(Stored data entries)

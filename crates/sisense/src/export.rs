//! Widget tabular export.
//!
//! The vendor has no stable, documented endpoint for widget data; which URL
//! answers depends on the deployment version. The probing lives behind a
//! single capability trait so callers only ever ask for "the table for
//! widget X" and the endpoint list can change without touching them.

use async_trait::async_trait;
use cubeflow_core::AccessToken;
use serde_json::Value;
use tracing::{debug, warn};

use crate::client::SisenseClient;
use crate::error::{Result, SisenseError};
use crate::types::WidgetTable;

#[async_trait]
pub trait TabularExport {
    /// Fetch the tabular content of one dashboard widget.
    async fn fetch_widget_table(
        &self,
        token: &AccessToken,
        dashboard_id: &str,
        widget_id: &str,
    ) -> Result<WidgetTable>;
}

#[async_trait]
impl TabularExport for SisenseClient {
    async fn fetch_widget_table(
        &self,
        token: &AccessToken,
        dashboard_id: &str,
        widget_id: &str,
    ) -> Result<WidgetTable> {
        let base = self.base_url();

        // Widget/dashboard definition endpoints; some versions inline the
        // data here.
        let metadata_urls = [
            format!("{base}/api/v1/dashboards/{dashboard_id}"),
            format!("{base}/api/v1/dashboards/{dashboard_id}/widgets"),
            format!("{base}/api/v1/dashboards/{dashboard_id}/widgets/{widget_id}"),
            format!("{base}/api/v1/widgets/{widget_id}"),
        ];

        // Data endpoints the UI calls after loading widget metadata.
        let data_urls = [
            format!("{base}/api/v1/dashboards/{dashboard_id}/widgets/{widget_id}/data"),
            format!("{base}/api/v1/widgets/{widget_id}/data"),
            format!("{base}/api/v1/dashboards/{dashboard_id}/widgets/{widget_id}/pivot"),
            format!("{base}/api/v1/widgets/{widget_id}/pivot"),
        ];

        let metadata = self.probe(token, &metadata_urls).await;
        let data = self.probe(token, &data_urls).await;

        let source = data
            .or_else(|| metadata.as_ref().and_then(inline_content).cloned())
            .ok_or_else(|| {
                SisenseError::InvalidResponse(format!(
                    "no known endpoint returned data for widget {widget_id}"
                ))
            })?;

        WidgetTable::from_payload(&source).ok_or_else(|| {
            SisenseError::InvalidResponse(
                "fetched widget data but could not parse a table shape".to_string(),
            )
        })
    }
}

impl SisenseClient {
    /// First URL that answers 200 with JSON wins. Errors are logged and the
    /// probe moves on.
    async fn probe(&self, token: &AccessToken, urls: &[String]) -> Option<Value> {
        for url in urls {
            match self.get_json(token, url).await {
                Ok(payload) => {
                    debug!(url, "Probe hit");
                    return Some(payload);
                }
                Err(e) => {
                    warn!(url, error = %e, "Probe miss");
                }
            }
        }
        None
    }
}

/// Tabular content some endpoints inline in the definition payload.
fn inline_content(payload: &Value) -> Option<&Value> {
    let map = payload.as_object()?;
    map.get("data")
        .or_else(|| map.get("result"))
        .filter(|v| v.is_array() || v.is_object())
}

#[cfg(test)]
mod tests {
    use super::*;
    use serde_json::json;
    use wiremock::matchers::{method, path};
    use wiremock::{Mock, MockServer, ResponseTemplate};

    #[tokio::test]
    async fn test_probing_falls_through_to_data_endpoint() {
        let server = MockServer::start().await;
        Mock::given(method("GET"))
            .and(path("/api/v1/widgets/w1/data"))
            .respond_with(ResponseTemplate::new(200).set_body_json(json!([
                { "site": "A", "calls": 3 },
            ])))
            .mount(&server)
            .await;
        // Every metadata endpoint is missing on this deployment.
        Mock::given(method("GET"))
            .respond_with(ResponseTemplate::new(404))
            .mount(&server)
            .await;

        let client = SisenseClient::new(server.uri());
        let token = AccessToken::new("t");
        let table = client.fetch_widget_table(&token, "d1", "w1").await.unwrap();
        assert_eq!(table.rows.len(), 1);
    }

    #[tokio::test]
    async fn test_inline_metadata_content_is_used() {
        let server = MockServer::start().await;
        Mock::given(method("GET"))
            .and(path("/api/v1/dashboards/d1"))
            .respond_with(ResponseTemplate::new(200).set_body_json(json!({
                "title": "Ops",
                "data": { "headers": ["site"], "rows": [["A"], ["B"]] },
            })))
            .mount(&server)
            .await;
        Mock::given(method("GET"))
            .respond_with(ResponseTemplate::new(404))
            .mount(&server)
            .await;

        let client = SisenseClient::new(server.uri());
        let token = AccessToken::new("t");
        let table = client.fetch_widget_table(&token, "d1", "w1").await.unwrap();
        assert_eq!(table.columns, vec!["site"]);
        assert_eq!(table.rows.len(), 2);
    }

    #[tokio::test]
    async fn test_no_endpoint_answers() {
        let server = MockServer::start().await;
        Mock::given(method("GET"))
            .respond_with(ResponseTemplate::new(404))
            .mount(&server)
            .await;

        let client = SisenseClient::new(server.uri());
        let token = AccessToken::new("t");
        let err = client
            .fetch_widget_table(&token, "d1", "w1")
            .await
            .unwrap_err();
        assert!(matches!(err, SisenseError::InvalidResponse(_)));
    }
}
---
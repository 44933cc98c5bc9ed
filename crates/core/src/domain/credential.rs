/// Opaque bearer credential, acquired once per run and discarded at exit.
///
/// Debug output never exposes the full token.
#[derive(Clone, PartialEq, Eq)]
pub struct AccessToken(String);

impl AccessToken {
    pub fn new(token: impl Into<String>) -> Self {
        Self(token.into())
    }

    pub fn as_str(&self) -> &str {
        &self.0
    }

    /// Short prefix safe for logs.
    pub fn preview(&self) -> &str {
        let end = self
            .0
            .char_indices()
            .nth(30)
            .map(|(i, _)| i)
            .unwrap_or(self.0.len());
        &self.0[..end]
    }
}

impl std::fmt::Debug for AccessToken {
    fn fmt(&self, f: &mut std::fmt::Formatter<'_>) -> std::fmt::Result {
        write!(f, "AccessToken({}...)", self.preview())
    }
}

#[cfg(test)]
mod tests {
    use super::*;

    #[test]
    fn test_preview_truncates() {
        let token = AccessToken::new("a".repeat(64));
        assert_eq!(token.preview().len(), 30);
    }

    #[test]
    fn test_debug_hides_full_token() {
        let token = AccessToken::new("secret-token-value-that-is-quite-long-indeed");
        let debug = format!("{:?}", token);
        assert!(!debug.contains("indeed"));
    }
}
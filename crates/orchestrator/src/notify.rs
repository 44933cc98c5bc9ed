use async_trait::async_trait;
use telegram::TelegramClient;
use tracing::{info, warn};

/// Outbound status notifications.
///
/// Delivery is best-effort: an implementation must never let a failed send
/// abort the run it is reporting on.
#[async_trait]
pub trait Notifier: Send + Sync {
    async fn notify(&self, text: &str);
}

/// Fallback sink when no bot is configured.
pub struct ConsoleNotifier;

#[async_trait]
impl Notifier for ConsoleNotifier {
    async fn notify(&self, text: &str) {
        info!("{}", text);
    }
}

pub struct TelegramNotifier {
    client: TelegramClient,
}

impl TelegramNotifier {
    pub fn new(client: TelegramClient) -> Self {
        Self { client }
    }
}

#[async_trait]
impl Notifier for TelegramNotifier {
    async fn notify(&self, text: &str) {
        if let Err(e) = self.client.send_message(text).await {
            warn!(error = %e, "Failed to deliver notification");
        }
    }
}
...
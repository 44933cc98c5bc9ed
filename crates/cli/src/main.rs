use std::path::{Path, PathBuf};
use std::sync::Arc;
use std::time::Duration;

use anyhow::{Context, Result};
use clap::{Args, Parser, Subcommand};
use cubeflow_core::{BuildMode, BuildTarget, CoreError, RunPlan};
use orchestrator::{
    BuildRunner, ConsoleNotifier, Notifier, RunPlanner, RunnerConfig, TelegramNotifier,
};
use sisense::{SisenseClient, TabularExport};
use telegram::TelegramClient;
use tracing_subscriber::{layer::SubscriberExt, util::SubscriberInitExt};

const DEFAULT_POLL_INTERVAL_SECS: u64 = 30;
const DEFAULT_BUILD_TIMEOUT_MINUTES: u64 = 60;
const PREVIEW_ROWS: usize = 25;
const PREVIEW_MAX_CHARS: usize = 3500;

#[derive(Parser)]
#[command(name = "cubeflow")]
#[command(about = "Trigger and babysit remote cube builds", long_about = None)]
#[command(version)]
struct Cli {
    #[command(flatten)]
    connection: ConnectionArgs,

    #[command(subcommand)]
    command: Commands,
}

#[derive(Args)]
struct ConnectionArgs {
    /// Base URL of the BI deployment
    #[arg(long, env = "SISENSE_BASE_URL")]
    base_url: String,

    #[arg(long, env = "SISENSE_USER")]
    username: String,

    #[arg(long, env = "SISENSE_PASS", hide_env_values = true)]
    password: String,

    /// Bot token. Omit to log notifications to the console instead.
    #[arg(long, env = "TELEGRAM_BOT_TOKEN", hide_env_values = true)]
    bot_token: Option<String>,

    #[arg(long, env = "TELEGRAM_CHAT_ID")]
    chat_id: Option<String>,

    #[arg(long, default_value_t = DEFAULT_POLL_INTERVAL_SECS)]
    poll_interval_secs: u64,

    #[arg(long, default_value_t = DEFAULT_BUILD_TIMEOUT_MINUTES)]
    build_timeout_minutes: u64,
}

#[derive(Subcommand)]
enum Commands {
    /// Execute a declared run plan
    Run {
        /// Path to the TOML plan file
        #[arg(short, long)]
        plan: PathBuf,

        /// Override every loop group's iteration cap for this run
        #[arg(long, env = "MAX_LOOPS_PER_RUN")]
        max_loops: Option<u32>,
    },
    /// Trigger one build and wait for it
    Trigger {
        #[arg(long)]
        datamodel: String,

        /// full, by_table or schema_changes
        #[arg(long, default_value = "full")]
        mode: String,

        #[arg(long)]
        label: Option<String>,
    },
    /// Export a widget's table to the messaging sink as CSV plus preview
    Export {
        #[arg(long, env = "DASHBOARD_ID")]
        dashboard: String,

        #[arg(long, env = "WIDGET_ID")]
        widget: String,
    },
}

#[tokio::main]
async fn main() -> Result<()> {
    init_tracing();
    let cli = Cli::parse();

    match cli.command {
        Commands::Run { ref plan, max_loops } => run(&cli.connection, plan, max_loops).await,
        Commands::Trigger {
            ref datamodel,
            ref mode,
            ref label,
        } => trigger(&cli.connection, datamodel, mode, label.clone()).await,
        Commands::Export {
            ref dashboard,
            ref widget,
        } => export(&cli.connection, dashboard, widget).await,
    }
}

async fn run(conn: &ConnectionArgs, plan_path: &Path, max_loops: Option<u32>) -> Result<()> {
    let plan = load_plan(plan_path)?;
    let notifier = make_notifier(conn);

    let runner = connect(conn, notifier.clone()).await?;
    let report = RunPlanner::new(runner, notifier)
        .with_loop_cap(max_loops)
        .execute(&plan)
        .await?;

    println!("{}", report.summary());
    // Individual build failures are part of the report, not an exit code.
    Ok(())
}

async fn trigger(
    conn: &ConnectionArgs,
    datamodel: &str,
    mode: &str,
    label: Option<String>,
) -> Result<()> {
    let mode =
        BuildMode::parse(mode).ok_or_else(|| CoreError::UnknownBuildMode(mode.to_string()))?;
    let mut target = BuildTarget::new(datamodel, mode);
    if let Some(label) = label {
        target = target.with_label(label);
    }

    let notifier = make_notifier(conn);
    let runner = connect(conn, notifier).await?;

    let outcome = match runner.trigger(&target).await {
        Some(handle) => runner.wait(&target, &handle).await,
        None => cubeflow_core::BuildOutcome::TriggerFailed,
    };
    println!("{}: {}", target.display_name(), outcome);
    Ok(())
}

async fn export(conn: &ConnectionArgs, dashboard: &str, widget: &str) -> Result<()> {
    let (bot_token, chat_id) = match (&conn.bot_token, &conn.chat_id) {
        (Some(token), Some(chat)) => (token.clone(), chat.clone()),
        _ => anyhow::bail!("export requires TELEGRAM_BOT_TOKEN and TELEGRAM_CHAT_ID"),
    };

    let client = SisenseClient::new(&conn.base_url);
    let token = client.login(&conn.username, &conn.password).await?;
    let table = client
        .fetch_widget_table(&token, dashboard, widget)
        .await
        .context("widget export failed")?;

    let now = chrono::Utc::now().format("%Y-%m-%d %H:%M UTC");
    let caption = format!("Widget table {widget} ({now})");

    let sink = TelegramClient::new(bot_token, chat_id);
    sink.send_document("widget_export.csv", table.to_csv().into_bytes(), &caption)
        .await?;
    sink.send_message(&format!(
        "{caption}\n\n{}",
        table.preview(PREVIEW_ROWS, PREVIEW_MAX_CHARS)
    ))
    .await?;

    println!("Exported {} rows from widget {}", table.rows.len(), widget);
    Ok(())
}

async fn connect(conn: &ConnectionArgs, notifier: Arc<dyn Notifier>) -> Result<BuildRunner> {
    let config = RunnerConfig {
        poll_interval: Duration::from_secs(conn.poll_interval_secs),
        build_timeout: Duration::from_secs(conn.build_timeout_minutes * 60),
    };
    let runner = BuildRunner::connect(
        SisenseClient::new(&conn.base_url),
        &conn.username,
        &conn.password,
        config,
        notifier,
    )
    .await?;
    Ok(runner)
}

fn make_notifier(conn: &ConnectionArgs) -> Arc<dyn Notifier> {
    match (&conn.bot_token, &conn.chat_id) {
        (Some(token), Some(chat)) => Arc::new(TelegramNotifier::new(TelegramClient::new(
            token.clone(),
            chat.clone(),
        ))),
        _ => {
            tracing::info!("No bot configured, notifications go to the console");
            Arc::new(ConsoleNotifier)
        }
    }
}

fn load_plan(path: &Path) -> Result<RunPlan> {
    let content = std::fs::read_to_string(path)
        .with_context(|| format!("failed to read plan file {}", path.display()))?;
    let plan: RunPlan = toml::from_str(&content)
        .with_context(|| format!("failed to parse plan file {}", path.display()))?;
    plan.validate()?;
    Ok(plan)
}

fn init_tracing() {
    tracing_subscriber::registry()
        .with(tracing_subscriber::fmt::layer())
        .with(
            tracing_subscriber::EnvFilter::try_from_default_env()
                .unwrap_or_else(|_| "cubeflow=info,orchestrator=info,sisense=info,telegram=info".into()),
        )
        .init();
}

**TO DO:** Repeat word for word the lines above that run from the line containing "filename crates/sisense/src/export.rs" through the line containing "single capability trait", both ends included, and nothing else.

**EXERCISE ANSWER:**
filename crates/sisense/src/export.rs
//! Widget tabular export.
//!
//! The vendor has no stable, documented endpoint for widget data; which URL
//! answers depends on the deployment version. The probing lives behind a
//! single capability trait so callers only ever ask for "the table for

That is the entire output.